A generous stock gift with proceeds nearing $100,000 from Joe and Kathy Sanderson to The University of Southern Mississippi Foundation will help the DuBard School for Language Disorders continue its renowned legacy of providing assistance for children with speech and hearing disabilities.
Sanderson, CEO and Chairman of the Board of Sanderson Farms, Inc., and his wife, Kathy, have been longtime supporters of the DuBard School which began operation on the Hattiesburg campus in 1962.
“Kathy and I have known about the work being done at the DuBard School for many years, and we have known children whose lives have been changed at DuBard,” said Joe Sanderson. “We think what they do is important and certainly deserves to be supported financially.”
The DuBard School is designed to serve children with severe communication disorders, including receptive and expressive language disorders and childhood apraxia of speech, deafness and hearing impairments, as well as those with the written language disorder of dyslexia. Guidance and counseling for parents and families of the children also are provided.

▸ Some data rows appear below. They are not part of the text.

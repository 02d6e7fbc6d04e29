use std::sync::{Arc, Mutex, MutexGuard, PoisonError};
use std::time::{Duration, SystemTime};

use super::headers::RateLimitHeaders;

/// The rate-limit window of the API, as last reported by the server.
///
/// The server is the source of truth for these values. Locally the only
/// bookkeeping is the optimistic decrement in [`RateLimitState::consume`],
/// which is corrected by the headers of the very same response.
#[derive(Debug, Clone, Copy, PartialEq, Eq)]
pub struct RateLimitState {
    /// Maximum number of requests per window
    pub limit: u64,
    /// Requests left in the current window
    pub remaining: u64,
    /// Point in time at which `remaining` is reset to `limit`
    pub reset_at: SystemTime,
}

impl RateLimitState {
    /// A permissive state which lets the first request pass:
    /// one request allowed, one remaining, window resetting at `now`.
    #[must_use]
    pub const fn permissive(now: SystemTime) -> Self {
        Self {
            limit: 1,
            remaining: 1,
            reset_at: now,
        }
    }

    /// How long a request issued at `now` has to wait.
    ///
    /// Returns `None` if there is capacity left or if the window has already
    /// been reset, regardless of the remaining count.
    #[must_use]
    pub fn wait_time(&self, now: SystemTime) -> Option<Duration> {
        if self.remaining > 0 {
            return None;
        }
        // `duration_since` fails if `reset_at` lies in the past
        match self.reset_at.duration_since(now) {
            Ok(wait) if !wait.is_zero() => Some(wait),
            _ => None,
        }
    }

    /// Overwrite the fields for which a header was present.
    pub fn apply_headers(&mut self, headers: &RateLimitHeaders) {
        if let Some(remaining) = headers.remaining {
            self.remaining = remaining;
        }
        if let Some(limit) = headers.limit {
            self.limit = limit;
        }
        if let Some(reset_at) = headers.reset_at {
            self.reset_at = reset_at;
        }
    }

    /// Overwrite all fields with the values of a rate-limit rejection.
    pub fn apply_rejection(&mut self, limit: u64, remaining: u64, reset_at: SystemTime) {
        self.limit = limit;
        self.remaining = remaining;
        self.reset_at = reset_at;
    }

    /// Account for one dispatched request before the server confirms it.
    pub fn consume(&mut self) {
        self.remaining = self.remaining.saturating_sub(1);
    }
}

impl Default for RateLimitState {
    fn default() -> Self {
        Self::permissive(SystemTime::now())
    }
}

/// A [`RateLimitState`] which can be shared between clients and tasks.
///
/// Cloning a `RateLimit` yields another handle to the same state. Every
/// operation locks the state for its whole read-modify-write, so the three
/// fields are never observed torn.
#[derive(Debug, Clone, Default)]
pub struct RateLimit {
    state: Arc<Mutex<RateLimitState>>,
}

impl RateLimit {
    /// Create a new isolated state with permissive defaults
    #[must_use]
    pub fn new() -> Self {
        Self::default()
    }

    /// Create a new isolated handle starting from the given state
    #[must_use]
    pub fn with_state(state: RateLimitState) -> Self {
        Self {
            state: Arc::new(Mutex::new(state)),
        }
    }

    /// The remaining request count and the reset time, read together.
    #[must_use]
    pub fn snapshot(&self) -> (u64, SystemTime) {
        let state = self.lock();
        (state.remaining, state.reset_at)
    }

    /// Requests per window, as last reported
    #[must_use]
    pub fn limit(&self) -> u64 {
        self.lock().limit
    }

    /// A copy of the full state
    #[must_use]
    pub fn state(&self) -> RateLimitState {
        *self.lock()
    }

    /// See [`RateLimitState::wait_time`]
    #[must_use]
    pub fn wait_time(&self, now: SystemTime) -> Option<Duration> {
        self.lock().wait_time(now)
    }

    /// See [`RateLimitState::apply_headers`]
    pub fn apply_headers(&self, headers: &RateLimitHeaders) {
        self.lock().apply_headers(headers);
    }

    /// See [`RateLimitState::apply_rejection`]
    pub fn apply_rejection(&self, limit: u64, remaining: u64, reset_at: SystemTime) {
        self.lock().apply_rejection(limit, remaining, reset_at);
    }

    /// Record a dispatched request which was not rejected.
    ///
    /// Decrements the remaining count and then applies the response headers,
    /// so whatever the server reported takes precedence.
    pub fn record_response(&self, headers: &RateLimitHeaders) {
        let mut state = self.lock();
        state.consume();
        state.apply_headers(headers);
    }

    /// Returns `true` if both handles point to the same state
    #[must_use]
    pub fn shares_state_with(&self, other: &RateLimit) -> bool {
        Arc::ptr_eq(&self.state, &other.state)
    }

    // None of the critical sections can leave the state half-written,
    // so a poisoned lock still holds a usable value.
    fn lock(&self) -> MutexGuard<'_, RateLimitState> {
        self.state.lock().unwrap_or_else(PoisonError::into_inner)
    }
}

#[cfg(test)]
mod tests {
    use super::*;
    use std::time::UNIX_EPOCH;

    use pretty_assertions::assert_eq;

    fn at(secs: u64) -> SystemTime {
        UNIX_EPOCH + Duration::from_secs(secs)
    }

    #[test]
    fn test_permissive_default_never_waits() {
        let now = SystemTime::now();
        let state = RateLimitState::permissive(now);
        assert_eq!(state.limit, 1);
        assert_eq!(state.remaining, 1);
        assert_eq!(state.wait_time(now), None);
    }

    #[test]
    fn test_no_wait_with_remaining_capacity() {
        let state = RateLimitState {
            limit: 10,
            remaining: 1,
            reset_at: at(2_000),
        };
        assert_eq!(state.wait_time(at(1_000)), None);
    }

    #[test]
    fn test_wait_until_reset() {
        let state = RateLimitState {
            limit: 10,
            remaining: 0,
            reset_at: at(1_002),
        };
        assert_eq!(state.wait_time(at(1_000)), Some(Duration::from_secs(2)));
    }

    #[test]
    fn test_no_wait_after_reset() {
        let state = RateLimitState {
            limit: 10,
            remaining: 0,
            reset_at: at(1_000),
        };
        assert_eq!(state.wait_time(at(1_000)), None);
        assert_eq!(state.wait_time(at(1_001)), None);
    }

    #[test]
    fn test_partial_header_update() {
        let mut state = RateLimitState {
            limit: 10,
            remaining: 5,
            reset_at: at(42),
        };
        state.apply_headers(&RateLimitHeaders {
            remaining: Some(3),
            ..RateLimitHeaders::default()
        });
        assert_eq!(
            state,
            RateLimitState {
                limit: 10,
                remaining: 3,
                reset_at: at(42),
            }
        );
    }

    #[test]
    fn test_rejection_overrides_everything() {
        let rate_limit = RateLimit::with_state(RateLimitState {
            limit: 100,
            remaining: 50,
            reset_at: at(10),
        });
        rate_limit.apply_rejection(5, 0, at(99));
        assert_eq!(rate_limit.snapshot(), (0, at(99)));
        assert_eq!(rate_limit.limit(), 5);
    }

    #[test]
    fn test_record_response_decrements_without_headers() {
        let rate_limit = RateLimit::with_state(RateLimitState {
            limit: 10,
            remaining: 1,
            reset_at: at(10),
        });
        rate_limit.record_response(&RateLimitHeaders::default());
        assert_eq!(rate_limit.snapshot(), (0, at(10)));

        // saturates at zero
        rate_limit.record_response(&RateLimitHeaders::default());
        assert_eq!(rate_limit.snapshot(), (0, at(10)));
    }

    #[test]
    fn test_record_response_headers_win_over_decrement() {
        let rate_limit = RateLimit::with_state(RateLimitState {
            limit: 10,
            remaining: 5,
            reset_at: at(10),
        });
        rate_limit.record_response(&RateLimitHeaders {
            remaining: Some(7),
            limit: None,
            reset_at: Some(at(20)),
        });
        assert_eq!(
            rate_limit.state(),
            RateLimitState {
                limit: 10,
                remaining: 7,
                reset_at: at(20),
            }
        );
    }

    #[test]
    fn test_clones_share_state() {
        let first = RateLimit::new();
        let second = first.clone();
        assert!(first.shares_state_with(&second));
        assert!(!first.shares_state_with(&RateLimit::new()));

        second.apply_rejection(3, 0, at(5));
        assert_eq!(first.snapshot(), (0, at(5)));
    }

    #[tokio::test]
    async fn test_concurrent_decrements_are_not_lost() {
        let rate_limit = RateLimit::with_state(RateLimitState {
            limit: 1_000,
            remaining: 1_000,
            reset_at: at(10),
        });

        let tasks: Vec<_> = (0..100)
            .map(|_| {
                let rate_limit = rate_limit.clone();
                tokio::spawn(async move { rate_limit.record_response(&RateLimitHeaders::default()) })
            })
            .collect();
        for task in tasks {
            task.await.unwrap();
        }

        assert_eq!(rate_limit.snapshot().0, 900);
    }
}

DuBard School Director Dr. Maureen Martin noted that the Sandersons' gift will impact countless lives of children and their families, as well as students of the University's Department of Speech and Hearing Sciences.

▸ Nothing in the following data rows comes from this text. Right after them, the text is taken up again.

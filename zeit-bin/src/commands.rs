use anyhow::{Context, Result};
use clap::Subcommand;
use serde::Serialize;
use serde_json::{Value, json};
use zeit_lib::{Client, Record, RecordType};

#[derive(Subcommand, Debug, Clone, PartialEq, Eq)]
pub(crate) enum Command {
    /// Manage domains
    #[command(subcommand)]
    Domains(DomainsCommand),

    /// Manage DNS records
    #[command(subcommand)]
    Dns(DnsCommand),
}

#[derive(Subcommand, Debug, Clone, PartialEq, Eq)]
pub(crate) enum DomainsCommand {
    /// List all domains
    List,

    /// Show a single domain
    Get { name: String },

    /// Add an external domain
    Add { name: String },

    /// Remove a domain
    Remove { name: String },

    /// Verify the ownership of a domain
    Verify { name: String },

    /// Check whether a domain can be bought
    Available { name: String },

    /// Show the price of a domain
    Price { name: String },

    /// Buy a domain
    Buy {
        name: String,

        /// Price in US dollars, as shown by `zeit domains price`
        #[arg(long)]
        expected_price: u64,
    },

    /// Transfer a domain registered elsewhere
    TransferIn {
        name: String,

        /// Authorization code issued by the current registrar
        #[arg(long)]
        auth_code: String,

        /// Transfer price in US dollars
        #[arg(long)]
        expected_price: u64,
    },
}

#[derive(Subcommand, Debug, Clone, PartialEq, Eq)]
pub(crate) enum DnsCommand {
    /// List the DNS records of a domain
    List { domain: String },

    /// Create a DNS record
    Add {
        domain: String,

        /// Subdomain, or an empty string for the domain itself
        name: String,

        /// One of A, AAAA, ALIAS, CAA, CNAME, MX, SRV or TXT
        #[arg(value_name = "TYPE")]
        record_type: RecordType,

        value: String,

        /// Priority of MX and SRV records
        #[arg(long)]
        priority: Option<u32>,
    },

    /// Remove a DNS record
    Remove { domain: String, record_id: String },
}

/// Run `command` and return what should be printed, if anything
pub(crate) async fn run(client: &Client, command: &Command) -> Result<Option<Value>> {
    match command {
        Command::Domains(command) => domains(client, command).await,
        Command::Dns(command) => dns(client, command).await,
    }
}

async fn domains(client: &Client, command: &DomainsCommand) -> Result<Option<Value>> {
    let output = match command {
        DomainsCommand::List => to_value(client.list_domains().await?)?,
        DomainsCommand::Get { name } => to_value(client.get_domain(name).await?)?,
        DomainsCommand::Add { name } => to_value(client.add_domain(name).await?)?,
        DomainsCommand::Remove { name } => json!({ "uid": client.remove_domain(name).await? }),
        DomainsCommand::Verify { name } => to_value(client.verify_domain(name).await?)?,
        DomainsCommand::Available { name } => {
            json!({ "available": client.check_domain_availability(name).await? })
        }
        DomainsCommand::Price { name } => to_value(client.check_domain_price(name).await?)?,
        DomainsCommand::Buy {
            name,
            expected_price,
        } => {
            client
                .buy_domain(name, *expected_price)
                .await
                .with_context(|| format!("Cannot buy `{name}`"))?;
            return Ok(None);
        }
        DomainsCommand::TransferIn {
            name,
            auth_code,
            expected_price,
        } => to_value(
            client
                .transfer_in_domain(name, auth_code, *expected_price)
                .await?,
        )?,
    };
    Ok(Some(output))
}

async fn dns(client: &Client, command: &DnsCommand) -> Result<Option<Value>> {
    let output = match command {
        DnsCommand::List { domain } => to_value(client.list_dns_records(domain).await?)?,
        DnsCommand::Add {
            domain,
            name,
            record_type,
            value,
            priority,
        } => {
            let mut record = Record::new(*record_type, name.as_str(), value.as_str());
            match record_type {
                RecordType::Mx => record.mx_priority = *priority,
                RecordType::Srv => record.srv_priority = *priority,
                _ => {}
            }
            json!({ "uid": client.create_dns_record(domain, &record).await? })
        }
        DnsCommand::Remove { domain, record_id } => {
            client
                .remove_dns_record(domain, record_id)
                .await
                .with_context(|| format!("Cannot remove record `{record_id}` of `{domain}`"))?;
            return Ok(None);
        }
    };
    Ok(Some(output))
}

fn to_value<T: Serialize>(value: T) -> Result<Value> {
    serde_json::to_value(value).context("Cannot encode output")
}

#[cfg(test)]
mod tests {
    use super::*;
    use clap::Parser;
    use pretty_assertions::assert_eq;

    #[derive(Debug, Parser)]
    struct Cli {
        #[command(subcommand)]
        command: Command,
    }

    fn parse(args: &[&str]) -> Command {
        let mut argv = vec!["zeit"];
        argv.extend_from_slice(args);
        Cli::parse_from(argv).command
    }

    #[test]
    fn test_parse_domains() {
        assert_eq!(
            parse(&["domains", "list"]),
            Command::Domains(DomainsCommand::List)
        );
        assert_eq!(
            parse(&["domains", "buy", "example.com", "--expected-price", "17"]),
            Command::Domains(DomainsCommand::Buy {
                name: "example.com".to_string(),
                expected_price: 17
            })
        );
        assert_eq!(
            parse(&[
                "domains",
                "transfer-in",
                "example.com",
                "--auth-code",
                "abc",
                "--expected-price",
                "9"
            ]),
            Command::Domains(DomainsCommand::TransferIn {
                name: "example.com".to_string(),
                auth_code: "abc".to_string(),
                expected_price: 9
            })
        );
    }

    #[test]
    fn test_parse_dns_add() {
        assert_eq!(
            parse(&["dns", "add", "example.com", "", "mx", "mail.example.com", "--priority", "10"]),
            Command::Dns(DnsCommand::Add {
                domain: "example.com".to_string(),
                name: String::new(),
                record_type: RecordType::Mx,
                value: "mail.example.com".to_string(),
                priority: Some(10),
            })
        );
    }

    #[test]
    fn test_invalid_record_type() {
        let result = Cli::try_parse_from(["zeit", "dns", "add", "example.com", "www", "NS", "x"]);
        assert!(result.is_err());
    }
}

“Imagine the joy of a child being able to speak or read for the very first time, or the confidence gained when a student realizes success is within his/her reach,” said Martin. “Every day we see the benefits of intensive multisensory therapy on the lives – and futures – of children. We are extremely grateful to the Sandersons for making this joy possible.”
The Sandersons, who made previous gifts to the DuBard School totaling approximately $40,000, toured the facility last year and came away profoundly impressed with the services offered.
“We were welcomed by a warm, friendly staff and faculty,” said Kathy Sanderson. “Each classroom provides an orderly environment to enhance the student's learning experience. Attention to individual needs is a priority. The sincere love and compassion of the teachers and staff is heartwarming. It is not surprising that DuBard has earned a stellar reputation.”
The DuBard School, a United Way agency, is currently at full capacity with 80 children full-time, 11 months per year. There are approximately 20 students in the outclient therapy program which includes one-hour sessions two-to-three times per week. The school employs 14 full-time speech-language pathologists (most of which are certified academic language therapists), three part-time SLPs, and one psychometrist.